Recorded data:
___
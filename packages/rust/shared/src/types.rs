//! Domain types handed from the clustering pipeline to the reporter.

use serde::{Deserialize, Serialize};

use crate::error::{CatchlogError, Result};

/// Number of consecutive eigenvalue indices summed per slab.
pub const SLAB_SIZE: usize = 100;

// ---------------------------------------------------------------------------
// Catchword
// ---------------------------------------------------------------------------

/// A distinguishing term of one topic.
#[derive(Debug, Clone, PartialEq)]
pub struct Catchword {
    /// Vocabulary index of the term.
    pub index: usize,
    /// Display string from the vocabulary.
    pub term: String,
    /// The topic's threshold value for this vocabulary index.
    pub threshold: f64,
}

impl Catchword {
    /// Resolve catchword indices against the vocabulary and the topic's
    /// threshold table.
    ///
    /// Thresholds are indexed by vocabulary index, not by position in
    /// `indices`.
    pub fn resolve(
        thresholds: &[f64],
        indices: &[usize],
        vocabulary: &[String],
    ) -> Result<Vec<Self>> {
        indices
            .iter()
            .map(|&index| {
                let term = vocabulary.get(index).ok_or_else(|| {
                    CatchlogError::invalid_input(format!(
                        "catchword index {index} outside vocabulary of {} words",
                        vocabulary.len()
                    ))
                })?;
                let threshold = *thresholds.get(index).ok_or_else(|| {
                    CatchlogError::invalid_input(format!(
                        "catchword index {index} outside threshold table of {} entries",
                        thresholds.len()
                    ))
                })?;
                Ok(Self {
                    index,
                    term: term.clone(),
                    threshold,
                })
            })
            .collect()
    }
}

// ---------------------------------------------------------------------------
// ClusterSummary
// ---------------------------------------------------------------------------

/// Per-cluster statistics rendered as one line of the cluster summary.
#[derive(Debug, Clone, PartialEq)]
pub struct ClusterSummary {
    /// Topic index.
    pub topic: usize,
    /// Number of documents closest to this cluster.
    pub size: usize,
    /// Sum of squared distances of members to the center.
    pub distsq_sum: f64,
    /// Raw coherence.
    pub raw_coherence: f64,
    /// Filtered coherence.
    pub filtered_coherence: f64,
    /// Number of catchwords found for the topic.
    pub catchword_count: usize,
}

impl ClusterSummary {
    /// Build one record per topic from parallel per-topic sequences.
    ///
    /// Every sequence must hold exactly `num_topics` entries, all indexed by
    /// topic id.
    pub fn from_parallel<C, D>(
        num_topics: usize,
        distances: &[f64],
        catchwords: &[C],
        closest_docs: &[D],
        coherences: &[f64],
        nl_coherences: &[f64],
    ) -> Result<Vec<Self>>
    where
        C: AsRef<[usize]>,
        D: AsRef<[usize]>,
    {
        let lengths = [
            ("distances", distances.len()),
            ("catchwords", catchwords.len()),
            ("closest_docs", closest_docs.len()),
            ("coherences", coherences.len()),
            ("nl_coherences", nl_coherences.len()),
        ];
        if let Some((name, len)) = lengths.iter().find(|(_, len)| *len != num_topics) {
            return Err(CatchlogError::invalid_input(format!(
                "{name} has {len} entries, expected {num_topics}"
            )));
        }

        Ok((0..num_topics)
            .map(|topic| Self {
                topic,
                size: closest_docs[topic].as_ref().len(),
                distsq_sum: distances[topic],
                raw_coherence: nl_coherences[topic],
                filtered_coherence: coherences[topic],
                catchword_count: catchwords[topic].as_ref().len(),
            })
            .collect())
    }
}

// ---------------------------------------------------------------------------
// PipelineSnapshot
// ---------------------------------------------------------------------------

/// Outputs of one clustering run, as exported to JSON by the pipeline.
#[derive(Debug, Clone, Default, Serialize, Deserialize)]
pub struct PipelineSnapshot {
    /// Display string for each vocabulary index.
    #[serde(default)]
    pub vocabulary: Vec<String>,
    /// Per-topic results, indexed by topic id.
    #[serde(default)]
    pub topics: Vec<TopicSnapshot>,
    /// Squared eigenvalues in rank order.
    #[serde(default)]
    pub eigenvalues: Vec<f64>,
}

/// Results for a single topic.
#[derive(Debug, Clone, Default, Serialize, Deserialize)]
pub struct TopicSnapshot {
    /// Vocabulary indices of the topic's catchwords.
    #[serde(default)]
    pub catchwords: Vec<usize>,
    /// Threshold per vocabulary index.
    #[serde(default)]
    pub catch_thresholds: Vec<f64>,
    /// Documents assigned to this cluster.
    #[serde(default)]
    pub closest_docs: Vec<usize>,
    /// Sum of squared distances.
    #[serde(default)]
    pub distsq: f64,
    /// Filtered coherence.
    #[serde(default)]
    pub coherence: f64,
    /// Raw coherence.
    #[serde(default)]
    pub nl_coherence: f64,
}

impl PipelineSnapshot {
    /// Parse a snapshot from its JSON form.
    pub fn from_json(json: &str) -> Result<Self> {
        serde_json::from_str(json)
            .map_err(|e| CatchlogError::parse(format!("invalid snapshot: {e}")))
    }

    /// Look up a topic by id.
    pub fn topic(&self, id: usize) -> Result<&TopicSnapshot> {
        self.topics.get(id).ok_or_else(|| {
            CatchlogError::invalid_input(format!(
                "topic {id} out of range ({} topics)",
                self.topics.len()
            ))
        })
    }

    /// One summary record per topic, built from the per-topic columns.
    pub fn cluster_summaries(&self) -> Result<Vec<ClusterSummary>> {
        let distances: Vec<f64> = self.topics.iter().map(|t| t.distsq).collect();
        let catchwords: Vec<&[usize]> = self.topics.iter().map(|t| &t.catchwords[..]).collect();
        let closest_docs: Vec<&[usize]> =
            self.topics.iter().map(|t| &t.closest_docs[..]).collect();
        let coherences: Vec<f64> = self.topics.iter().map(|t| t.coherence).collect();
        let nl_coherences: Vec<f64> = self.topics.iter().map(|t| t.nl_coherence).collect();

        ClusterSummary::from_parallel(
            self.topics.len(),
            &distances,
            &catchwords,
            &closest_docs,
            &coherences,
            &nl_coherences,
        )
    }
}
___
» **About this task**
Please output every line shown above exactly.

» **Output for this task**
filename packages/rust/shared/src/types.rs
//! Domain types handed from the clustering pipeline to the reporter.

use serde::{Deserialize, Serialize};

use crate::error::{CatchlogError, Result};

/// Number of consecutive eigenvalue indices summed per slab.
pub const SLAB_SIZE: usize = 100;

// ---------------------------------------------------------------------------
// Catchword
// ---------------------------------------------------------------------------

/// A distinguishing term of one topic.
#[derive(Debug, Clone, PartialEq)]
pub struct Catchword {
    /// Vocabulary index of the term.
    pub index: usize,
    /// Display string from the vocabulary.
    pub term: String,
    /// The topic's threshold value for this vocabulary index.
    pub threshold: f64,
}

impl Catchword {
    /// Resolve catchword indices against the vocabulary and the topic's
    /// threshold table.
    ///
    /// Thresholds are indexed by vocabulary index, not by position in
    /// `indices`.
    pub fn resolve(
        thresholds: &[f64],
        indices: &[usize],
        vocabulary: &[String],
    ) -> Result<Vec<Self>> {
        indices
            .iter()
            .map(|&index| {
                let term = vocabulary.get(index).ok_or_else(|| {
                    CatchlogError::invalid_input(format!(
                        "catchword index {index} outside vocabulary of {} words",
                        vocabulary.len()
                    ))
                })?;
                let threshold = *thresholds.get(index).ok_or_else(|| {
                    CatchlogError::invalid_input(format!(
                        "catchword index {index} outside threshold table of {} entries",
                        thresholds.len()
                    ))
                })?;
                Ok(Self {
                    index,
                    term: term.clone(),
                    threshold,
                })
            })
            .collect()
    }
}

// ---------------------------------------------------------------------------
// ClusterSummary
// ---------------------------------------------------------------------------

/// Per-cluster statistics rendered as one line of the cluster summary.
#[derive(Debug, Clone, PartialEq)]
pub struct ClusterSummary {
    /// Topic index.
    pub topic: usize,
    /// Number of documents closest to this cluster.
    pub size: usize,
    /// Sum of squared distances of members to the center.
    pub distsq_sum: f64,
    /// Raw coherence.
    pub raw_coherence: f64,
    /// Filtered coherence.
    pub filtered_coherence: f64,
    /// Number of catchwords found for the topic.
    pub catchword_count: usize,
}

impl ClusterSummary {
    /// Build one record per topic from parallel per-topic sequences.
    ///
    /// Every sequence must hold exactly `num_topics` entries, all indexed by
    /// topic id.
    pub fn from_parallel<C, D>(
        num_topics: usize,
        distances: &[f64],
        catchwords: &[C],
        closest_docs: &[D],
        coherences: &[f64],
        nl_coherences: &[f64],
    ) -> Result<Vec<Self>>
    where
        C: AsRef<[usize]>,
        D: AsRef<[usize]>,
    {
        let lengths = [
            ("distances", distances.len()),
            ("catchwords", catchwords.len()),
            ("closest_docs", closest_docs.len()),
            ("coherences", coherences.len()),
            ("nl_coherences", nl_coherences.len()),
        ];
        if let Some((name, len)) = lengths.iter().find(|(_, len)| *len != num_topics) {
            return Err(CatchlogError::invalid_input(format!(
                "{name} has {len} entries, expected {num_topics}"
            )));
        }

        Ok((0..num_topics)
            .map(|topic| Self {
                topic,
                size: closest_docs[topic].as_ref().len(),
                distsq_sum: distances[topic],
                raw_coherence: nl_coherences[topic],
                filtered_coherence: coherences[topic],
                catchword_count: catchwords[topic].as_ref().len(),
            })
            .collect())
    }
}

// ---------------------------------------------------------------------------
// PipelineSnapshot
// ---------------------------------------------------------------------------

/// Outputs of one clustering run, as exported to JSON by the pipeline.
#[derive(Debug, Clone, Default, Serialize, Deserialize)]
pub struct PipelineSnapshot {
    /// Display string for each vocabulary index.
    #[serde(default)]
    pub vocabulary: Vec<String>,
    /// Per-topic results, indexed by topic id.
    #[serde(default)]
    pub topics: Vec<TopicSnapshot>,
    /// Squared eigenvalues in rank order.
    #[serde(default)]
    pub eigenvalues: Vec<f64>,
}

/// Results for a single topic.
#[derive(Debug, Clone, Default, Serialize, Deserialize)]
pub struct TopicSnapshot {
    /// Vocabulary indices of the topic's catchwords.
    #[serde(default)]
    pub catchwords: Vec<usize>,
    /// Threshold per vocabulary index.
    #[serde(default)]
    pub catch_thresholds: Vec<f64>,
    /// Documents assigned to this cluster.
    #[serde(default)]
    pub closest_docs: Vec<usize>,
    /// Sum of squared distances.
    #[serde(default)]
    pub distsq: f64,
    /// Filtered coherence.
    #[serde(default)]
    pub coherence: f64,
    /// Raw coherence.
    #[serde(default)]
    pub nl_coherence: f64,
}

impl PipelineSnapshot {
    /// Parse a snapshot from its JSON form.
    pub fn from_json(json: &str) -> Result<Self> {
        serde_json::from_str(json)
            .map_err(|e| CatchlogError::parse(format!("invalid snapshot: {e}")))
    }

    /// Look up a topic by id.
    pub fn topic(&self, id: usize) -> Result<&TopicSnapshot> {
        self.topics.get(id).ok_or_else(|| {
            CatchlogError::invalid_input(format!(
                "topic {id} out of range ({} topics)",
                self.topics.len()
            ))
        })
    }

    /// One summary record per topic, built from the per-topic columns.
    pub fn cluster_summaries(&self) -> Result<Vec<ClusterSummary>> {
        let distances: Vec<f64> = self.topics.iter().map(|t| t.distsq).collect();
        let catchwords: Vec<&[usize]> = self.topics.iter().map(|t| &t.catchwords[..]).collect();
        let closest_docs: Vec<&[usize]> =
            self.topics.iter().map(|t| &t.closest_docs[..]).collect();
        let coherences: Vec<f64> = self.topics.iter().map(|t| t.coherence).collect();
        let nl_coherences: Vec<f64> = self.topics.iter().map(|t| t.nl_coherence).collect();

        ClusterSummary::from_parallel(
            self.topics.len(),
            &distances,
            &catchwords,
            &closest_docs,
            &coherences,
            &nl_coherences,
        )
    }
}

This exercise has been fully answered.